In addition to its InfoSec functions (and those just mentioned),
the IDS is ideal as a special function platform, which frees the
host for simultaneous execution of other tasks. Video monitor (VGA)
signals 69, move from 52a to 52b to socket 53. Audio signals 70
move from 52c to socket 53a. This video and audio information
transfer is a "video based" modified-read process. Signals 72 and
73 are video and audio output from the host domain. Signals 71 from
a keyboard or mouse 75 are applied to the IDD's SBC 52a. Finally, a
video camera 74 necessary for video conferencing and video
telephony operations is connected to the card 52d of the IDS. Using
the teachings of the invention, all incoming signals from all input
sources such as to the modem 54 which receives signals from the
external domain 80, the camera 74, disk drive 63, tape drive 64,
floppy disk drive 65, smart card reader 66, joy stick 67 and
microphone 68, are processed through the cards 52a, 52b, 52c, 52d
acting as the IDD and are transformed so that the host/protected
domain remains safe and isolated from the external signal source,
which may be contaminated. If a desktop-video-conferencing (DVC)

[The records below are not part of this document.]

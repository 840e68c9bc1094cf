use std::ops::{AddAssign, SubAssign};

use serde::{Deserialize, Serialize};

/// Aggregate size and count statistics for a range.
///
/// User keys contribute to the `key_*`, `val_*` and `live_*` fields; local
/// keys only contribute to `sys_*`.
#[derive(Debug, Default, Clone, Copy, PartialEq, Eq, Serialize, Deserialize)]
pub struct MvccStats {
    /// Bytes of keys and values visible at the latest version.
    pub live_bytes: i64,
    /// Bytes of keys, including one timestamp per version.
    pub key_bytes: i64,
    /// Bytes of values across all versions.
    pub val_bytes: i64,
    /// Keys whose newest version is not a deletion.
    pub live_count: i64,
    /// Distinct keys.
    pub key_count: i64,
    /// Versions.
    pub val_count: i64,
    /// Bytes of local system keys and values.
    pub sys_bytes: i64,
    /// Local system keys.
    pub sys_count: i64,
}

impl MvccStats {
    /// Whether every field is zero.
    #[must_use]
    pub fn is_empty(&self) -> bool {
        *self == Self::default()
    }
}

impl AddAssign for MvccStats {
    fn add_assign(&mut self, other: Self) {
        self.live_bytes += other.live_bytes;
        self.key_bytes += other.key_bytes;
        self.val_bytes += other.val_bytes;
        self.live_count += other.live_count;
        self.key_count += other.key_count;
        self.val_count += other.val_count;
        self.sys_bytes += other.sys_bytes;
        self.sys_count += other.sys_count;
    }
}

impl SubAssign for MvccStats {
    fn sub_assign(&mut self, other: Self) {
        self.live_bytes -= other.live_bytes;
        self.key_bytes -= other.key_bytes;
        self.val_bytes -= other.val_bytes;
        self.live_count -= other.live_count;
        self.key_count -= other.key_count;
        self.val_count -= other.val_count;
        self.sys_bytes -= other.sys_bytes;
        self.sys_count -= other.sys_count;
    }
}
//! Hybrid logical clock driven by a manually advanced physical source.
//!
//! Every node in a simulated cluster shares one [`ManualClock`]. Nothing in the
//! simulation reads wall-clock time: leases, liveness records and MVCC
//! timestamps all derive from the shared source, and tests move time forward
//! explicitly with [`ManualClock::increment`].

#![warn(missing_docs)]
#![warn(clippy::pedantic)]
#![warn(clippy::nursery)]

mod manual;
mod timestamp;

pub use manual::ManualClock;
pub use timestamp::Timestamp;

use std::sync::Arc;
use std::time::Duration;

use parking_lot::Mutex;

/// A hybrid logical clock layered over a [`ManualClock`].
///
/// Readings are strictly increasing: when the physical source has not moved,
/// the logical component is bumped instead.
#[derive(Debug)]
pub struct Clock {
    physical: Arc<ManualClock>,
    max_offset: Duration,
    state: Mutex<Timestamp>,
}

impl Clock {
    /// Create a clock reading from `physical` with the given tolerated offset.
    #[must_use]
    pub fn new(physical: Arc<ManualClock>, max_offset: Duration) -> Self {
        Self {
            physical,
            max_offset,
            state: Mutex::new(Timestamp::ZERO),
        }
    }

    /// Current hybrid timestamp.
    pub fn now(&self) -> Timestamp {
        let physical = self.physical.unix_nanos();
        let mut state = self.state.lock();
        if state.wall_time >= physical {
            state.logical += 1;
        } else {
            state.wall_time = physical;
            state.logical = 0;
        }
        *state
    }

    /// Ratchet the clock forward so it is never behind `remote`.
    pub fn update(&self, remote: Timestamp) -> Timestamp {
        let physical = self.physical.unix_nanos();
        let mut state = self.state.lock();
        if physical > state.wall_time && physical > remote.wall_time {
            state.wall_time = physical;
            state.logical = 0;
        } else if remote > *state {
            *state = remote;
        }
        *state
    }

    /// Physical reading in nanoseconds, without touching the logical state.
    pub fn physical_now(&self) -> i64 {
        self.physical.unix_nanos()
    }

    /// Maximum tolerated offset between nodes.
    #[must_use]
    pub const fn max_offset(&self) -> Duration {
        self.max_offset
    }

    /// The physical source this clock reads from.
    #[must_use]
    pub const fn physical(&self) -> &Arc<ManualClock> {
        &self.physical
    }
}

#[cfg(test)]
mod tests {
    use super::*;

    fn clock() -> (Arc<ManualClock>, Clock) {
        let manual = Arc::new(ManualClock::new(123));
        let clock = Clock::new(manual.clone(), Duration::from_millis(50));
        (manual, clock)
    }

    #[test]
    fn now_is_strictly_increasing_without_physical_movement() {
        let (_, clock) = clock();
        let a = clock.now();
        let b = clock.now();
        assert!(b > a);
        assert_eq!(a.wall_time, 123);
        assert_eq!(b.logical, a.logical + 1);
    }

    #[test]
    fn physical_advance_resets_logical() {
        let (manual, clock) = clock();
        clock.now();
        clock.now();
        manual.increment(10);
        let ts = clock.now();
        assert_eq!(ts, Timestamp::new(133, 0));
    }

    #[test]
    fn update_ratchets_to_remote() {
        let (_, clock) = clock();
        let remote = Timestamp::new(1_000, 4);
        assert_eq!(clock.update(remote), remote);
        assert!(clock.now() > remote);
    }

    #[test]
    fn stale_remote_is_ignored() {
        let (manual, clock) = clock();
        manual.increment(1_000);
        let before = clock.now();
        clock.update(Timestamp::new(5, 0));
        assert!(clock.now() > before);
    }
}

type card is used for an input socket 54, instead of a standard
modem, microphone and video camera inputs could go directly to the
DVC card. A V.90 standard (or better) compatible modem is
recommended for older telephone system type video-phone usage.
Other, high bandwidth, high performance modems and other
communication type devices such as network interface cards, cable
system interface devices may be used to embody socket 54. All
external signals, contaminated or not, are confined within the
IDD.
[0101] Referencing FIG. 9, an SBC 120 to be used is an IDD residing
internal to its'host, such as the computer 45 of FIG. 6, must be
modified in the manner of FIG. 9 wherein the bus control and
arbitration signals 122 are deactivated such as by grounding at 123
and the bus master/slave signals 131, 132 and 133 are enabled such
that the modified SBC 120 interfaces to the host peripheral bus 128
as a standard add-in card. The PCI bus specification is used in
FIG. 9 to illustrate this generic modification procedure. The
modified SBC retains its'internal/on-board connections 130, 130'
and 130" to which SBC dependent peripheral devices may be connected
thus forming a "system within a system" capability for the
host.
[0102] When modifying the SBC for use in a "system within a system"

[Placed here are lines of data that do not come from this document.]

use ranger_kvpb::{KvError, ValueError};
use thiserror::Error;

/// Errors returned by engines and the MVCC layer.
#[derive(Debug, Error, Clone, PartialEq, Eq)]
pub enum StorageError {
    /// The engine was closed.
    #[error("engine is closed")]
    Closed,

    /// A record could not be encoded.
    #[error("encode error: {0}")]
    Encode(String),

    /// A record could not be decoded.
    #[error("decode error: {0}")]
    Decode(String),

    /// A stored value had an unexpected shape.
    #[error("value error: {0}")]
    Value(#[from] ValueError),

    /// Backend failure.
    #[error("backend error: {0}")]
    Backend(String),
}

impl From<StorageError> for KvError {
    fn from(err: StorageError) -> Self {
        match err {
            StorageError::Value(err) => Self::Value(err),
            StorageError::Closed => Self::NodeUnavailable(err.to_string()),
            other => Self::Storage(other.to_string()),
        }
    }
}

/// Result type for storage operations.
pub type StorageResult<T> = Result<T, StorageError>;
//! Range, replica, node and store descriptors, and range leases.

use std::fmt;

use ranger_hlc::Timestamp;
use serde::{Deserialize, Serialize};

use crate::ids::{NodeId, RangeId, ReplicaId, StoreId};
use crate::keys::Key;

/// One replica of a range: where it lives and its id within the range.
#[derive(Debug, Default, Clone, Copy, PartialEq, Eq, Hash, Serialize, Deserialize)]
pub struct ReplicaDescriptor {
    /// Node hosting the replica.
    pub node_id: NodeId,
    /// Store hosting the replica.
    pub store_id: StoreId,
    /// Replica id; zero while a change is being prepared.
    pub replica_id: ReplicaId,
}

impl fmt::Display for ReplicaDescriptor {
    fn fmt(&self, f: &mut fmt::Formatter<'_>) -> fmt::Result {
        write!(f, "({}, {}):{}", self.node_id, self.store_id, self.replica_id)
    }
}

/// A contiguous key span `[start_key, end_key)` and its members.
#[derive(Debug, Default, Clone, PartialEq, Eq, Serialize, Deserialize)]
pub struct RangeDescriptor {
    /// Range id.
    pub range_id: RangeId,
    /// Inclusive start of the span.
    pub start_key: Key,
    /// Exclusive end of the span; empty for an uninitialized replica.
    pub end_key: Key,
    /// Member replicas.
    pub replicas: Vec<ReplicaDescriptor>,
    /// Id handed to the next added replica.
    pub next_replica_id: ReplicaId,
}

impl RangeDescriptor {
    /// Placeholder for a replica that has not received its first snapshot.
    #[must_use]
    pub fn uninitialized(range_id: RangeId) -> Self {
        Self {
            range_id,
            ..Self::default()
        }
    }

    /// Whether the span is known.
    #[must_use]
    pub fn is_initialized(&self) -> bool {
        !self.end_key.is_empty()
    }

    /// Whether `key` falls inside the span.
    #[must_use]
    pub fn contains_key(&self, key: &Key) -> bool {
        self.is_initialized() && *key >= self.start_key && *key < self.end_key
    }

    /// The member living on `store_id`, if any.
    #[must_use]
    pub fn find_replica(&self, store_id: StoreId) -> Option<&ReplicaDescriptor> {
        self.replicas.iter().find(|r| r.store_id == store_id)
    }

    /// The member with `replica_id`, if any.
    #[must_use]
    pub fn replica_by_id(&self, replica_id: ReplicaId) -> Option<&ReplicaDescriptor> {
        self.replicas.iter().find(|r| r.replica_id == replica_id)
    }
}

impl fmt::Display for RangeDescriptor {
    fn fmt(&self, f: &mut fmt::Formatter<'_>) -> fmt::Result {
        write!(f, "{}:[{}, {}) [", self.range_id, self.start_key, self.end_key)?;
        for (i, replica) in self.replicas.iter().enumerate() {
            if i > 0 {
                f.write_str(", ")?;
            }
            write!(f, "{replica}")?;
        }
        write!(f, "] next={}", self.next_replica_id)
    }
}

/// Kind of membership change.
#[derive(Debug, Clone, Copy, PartialEq, Eq, Serialize, Deserialize)]
pub enum ChangeReplicasType {
    /// Add a replica.
    AddReplica,
    /// Remove a replica.
    RemoveReplica,
}

/// A node and the address it listens on.
#[derive(Debug, Default, Clone, PartialEq, Eq, Serialize, Deserialize)]
pub struct NodeDescriptor {
    /// Node id.
    pub node_id: NodeId,
    /// Simulated network address.
    pub address: String,
}

/// Identity persisted on a bootstrapped engine.
#[derive(Debug, Default, Clone, Copy, PartialEq, Eq, Hash, Serialize, Deserialize)]
pub struct StoreIdent {
    /// Owning node.
    pub node_id: NodeId,
    /// Store id.
    pub store_id: StoreId,
}

/// Load figures gossiped alongside a store descriptor.
#[derive(Debug, Default, Clone, Copy, PartialEq, Eq, Serialize, Deserialize)]
pub struct StoreCapacity {
    /// Replicas hosted.
    pub range_count: u32,
    /// Leases held.
    pub lease_count: u32,
}

/// A store as advertised through gossip.
#[derive(Debug, Default, Clone, PartialEq, Eq, Serialize, Deserialize)]
pub struct StoreDescriptor {
    /// Store id.
    pub store_id: StoreId,
    /// Hosting node.
    pub node: NodeDescriptor,
    /// Current load.
    pub capacity: StoreCapacity,
}

/// Time-bounded authority to serve a range, granted to one replica.
#[derive(Debug, Clone, Copy, PartialEq, Eq, Serialize, Deserialize)]
pub struct Lease {
    /// Holder.
    pub replica: ReplicaDescriptor,
    /// First instant covered.
    pub start: Timestamp,
    /// First instant no longer covered.
    pub expiration: Timestamp,
}

impl Lease {
    /// Whether the lease is in effect at `ts`.
    #[must_use]
    pub fn covers(&self, ts: Timestamp) -> bool {
        self.start <= ts && ts < self.expiration
    }

    /// Whether the lease belongs to the replica on `store_id`.
    #[must_use]
    pub fn owned_by(&self, store_id: StoreId) -> bool {
        self.replica.store_id == store_id
    }
}

#[cfg(test)]
mod tests {
    use super::*;

    fn desc() -> RangeDescriptor {
        RangeDescriptor {
            range_id: RangeId::new(1),
            start_key: Key::from("b"),
            end_key: Key::from("d"),
            replicas: vec![ReplicaDescriptor {
                node_id: NodeId::new(1),
                store_id: StoreId::new(1),
                replica_id: ReplicaId::new(1),
            }],
            next_replica_id: ReplicaId::new(2),
        }
    }

    #[test]
    fn contains_key_is_half_open() {
        let desc = desc();
        assert!(desc.contains_key(&Key::from("b")));
        assert!(desc.contains_key(&Key::from("c")));
        assert!(!desc.contains_key(&Key::from("d")));
        assert!(!desc.contains_key(&Key::from("a")));
    }

    #[test]
    fn uninitialized_contains_nothing() {
        let desc = RangeDescriptor::uninitialized(RangeId::new(3));
        assert!(!desc.is_initialized());
        assert!(!desc.contains_key(&Key::min()));
    }

    #[test]
    fn lease_covers_until_expiration() {
        let lease = Lease {
            replica: desc().replicas[0],
            start: Timestamp::new(10, 0),
            expiration: Timestamp::new(20, 0),
        };
        assert!(lease.covers(Timestamp::new(10, 0)));
        assert!(lease.covers(Timestamp::new(19, 5)));
        assert!(!lease.covers(Timestamp::new(20, 0)));
        assert!(lease.owned_by(StoreId::new(1)));
    }
}
#[cfg(test)]
mod tests {
    use super::*;

    struct Node {
        gossip: Gossip,
        addr: Addr,
    }

    fn spawn_node(
        network: &SimNetwork,
        stopper: &Stopper,
        id: u32,
        resolver: Option<&Addr>,
    ) -> Node {
        let server = network.server();
        let gossip = Gossip::new(
            NodeId::new(id),
            network.clone(),
            &server,
            resolver.into_iter().cloned().collect(),
            stopper,
        );
        let listener = network.listen(&server).unwrap();
        let addr = listener.addr().clone();
        gossip.start(addr.clone()).unwrap();
        Node { gossip, addr }
    }

    async fn eventually<F: Fn() -> bool>(check: F) {
        ranger_util::succeeds_soon(Duration::from_secs(5), || {
            let ok = check();
            async move { if ok { Ok(()) } else { Err("not yet") } }
        })
        .await
        .unwrap();
    }

    #[tracing_test::traced_test]
    #[tokio::test]
    async fn infos_flood_through_the_seed() {
        let network = SimNetwork::new();
        let stopper = Stopper::new();
        let seed = spawn_node(&network, &stopper, 1, None);
        let seed_addr = seed.addr.clone();
        let b = spawn_node(&network, &stopper, 2, Some(&seed_addr));
        let c = spawn_node(&network, &stopper, 3, Some(&seed_addr));

        b.gossip.connected().await;
        c.gossip.connected().await;

        b.gossip.add_info("k", Bytes::from_static(b"from-b"));
        eventually(|| c.gossip.get_info("k").as_deref() == Some(&b"from-b"[..])).await;
        eventually(|| seed.gossip.get_info("k").is_some()).await;

        stopper.stop().await;
    }

    #[tokio::test]
    async fn newer_stamp_wins_across_originators() {
        let network = SimNetwork::new();
        let stopper = Stopper::new();
        let a = spawn_node(&network, &stopper, 1, None);
        let b = spawn_node(&network, &stopper, 2, Some(&a.addr));
        b.gossip.connected().await;

        a.gossip.add_info(KEY_SYSTEM_CONFIG, Bytes::from_static(b"v1"));
        eventually(|| b.gossip.get_info(KEY_SYSTEM_CONFIG).is_some()).await;
        b.gossip.add_info(KEY_SYSTEM_CONFIG, Bytes::from_static(b"v2"));
        eventually(|| a.gossip.get_info(KEY_SYSTEM_CONFIG).as_deref() == Some(&b"v2"[..])).await;

        let status = a.gossip.get_info_status();
        assert_eq!(status.infos[KEY_SYSTEM_CONFIG].node_id, NodeId::new(2));
        stopper.stop().await;
    }

    #[tokio::test]
    async fn node_descriptors_round_trip() {
        let network = SimNetwork::new();
        let stopper = Stopper::new();
        let a = spawn_node(&network, &stopper, 1, None);
        assert!(a.gossip.is_connected());
        let desc = NodeDescriptor {
            node_id: NodeId::new(1),
            address: a.addr.to_string(),
        };
        a.gossip.set_node_descriptor(&desc).unwrap();
        assert_eq!(a.gossip.get_node_descriptor(NodeId::new(1)).unwrap(), desc);
        assert!(matches!(
            a.gossip.get_node_descriptor(NodeId::new(9)),
            Err(GossipError::NotFound(_))
        ));
        stopper.stop().await;
    }

    #[test]
    fn well_known_keys() {
        assert_eq!(make_store_key(StoreId::new(3)), "store:3");
        assert_eq!(make_node_id_key(NodeId::new(2)), "node:2");
        assert!(make_node_liveness_key(NodeId::new(1)).starts_with(KEY_LIVENESS_PREFIX));
    }
}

environment, the following procedures must be followed:
[0103] a) the SBC arbitration-control signals must be disabled to
prevent control arbitration of the protected systems expansion-bus
by the SBC;
[0104] b) enabling only the bus-master and bus target capability of
the modified SBC which respectively permits initiating and
reception of expansion-bus data set transfers; and
[0105] c) ensuring that the interface to the protected system's
expansion bus can not act as a bridge module between the protected
system's expansion bus and the IDD device's on-board local bus,
thus isolating on-board bus connected devices from the protected
system's expansion-bus connected devices and enabling a secure
"system within system" architecture. These generic modifications
are embodied in an expansion-bus interface module (EBIM) for an
SBC. An EBIM is obviously specified to the expansion-bus
architecture of the host/protected system.
[0106] The three generic modifications discussed above are achieved
for example when the protected systems expansion bus conforms to
the peripheral component interconnect (PCI) bus 128 by allowing the
modified SBC add-in card 120 functioning as the IDD to assert an
REQ# (a bus request) at 131 and to only receive GNT# (bus grant)
control signals 132, and ACK# (acknowledge) type signals 133 in a
PCI configuration, thus ensuring the IDD peripheral devices are not
directly accessible from the protected system's expansion bus. A
multiplicity of such modified SBC systems can be used in a single
IDD, to render that IDD extremely fault-tolerant, and dynamically
flexible. Such modification would be included in an EIBM embodiment
for a PCI expansion-bus.
[0107] Referencing FIG. 10, the traffic flow control feature of
(all versions of) the invention is illustrated, that will apply to
both incoming and outgoing data signal traffic. The illustrated
feature uses an adaptive process. An example of such a process is
that presented in "An Adaptive Reference Monitor for Information
System Security," by C. Kellum; IEEE Proceedings, 1.sup.st Annual
ICNN, '87.
[0108] Security flow control and dissemination control are IDS
functions that are usually required for routers, servers, and
gateways, however optional for user-workstations. The IDS controls
signal traffic flow to and from its protected system. This includes
(counter-flooding type functions) which control:
[0109] type of traffic flow
[0110] rate of traffic flow
[0111] priority of traffic flow
[0112] determination of originating point of traffic flow
[0113] These "application specific" functions are intrinsic
capabilities of the IDS architecture. Also, they are primary IDS
functions in protecting network devices such as hubs, switches and
routers. Thus, a "message flooding" effect of contaminates can be
effectively reduced or eliminated, since the IDS is an optimum
point, in a network, for security flow control.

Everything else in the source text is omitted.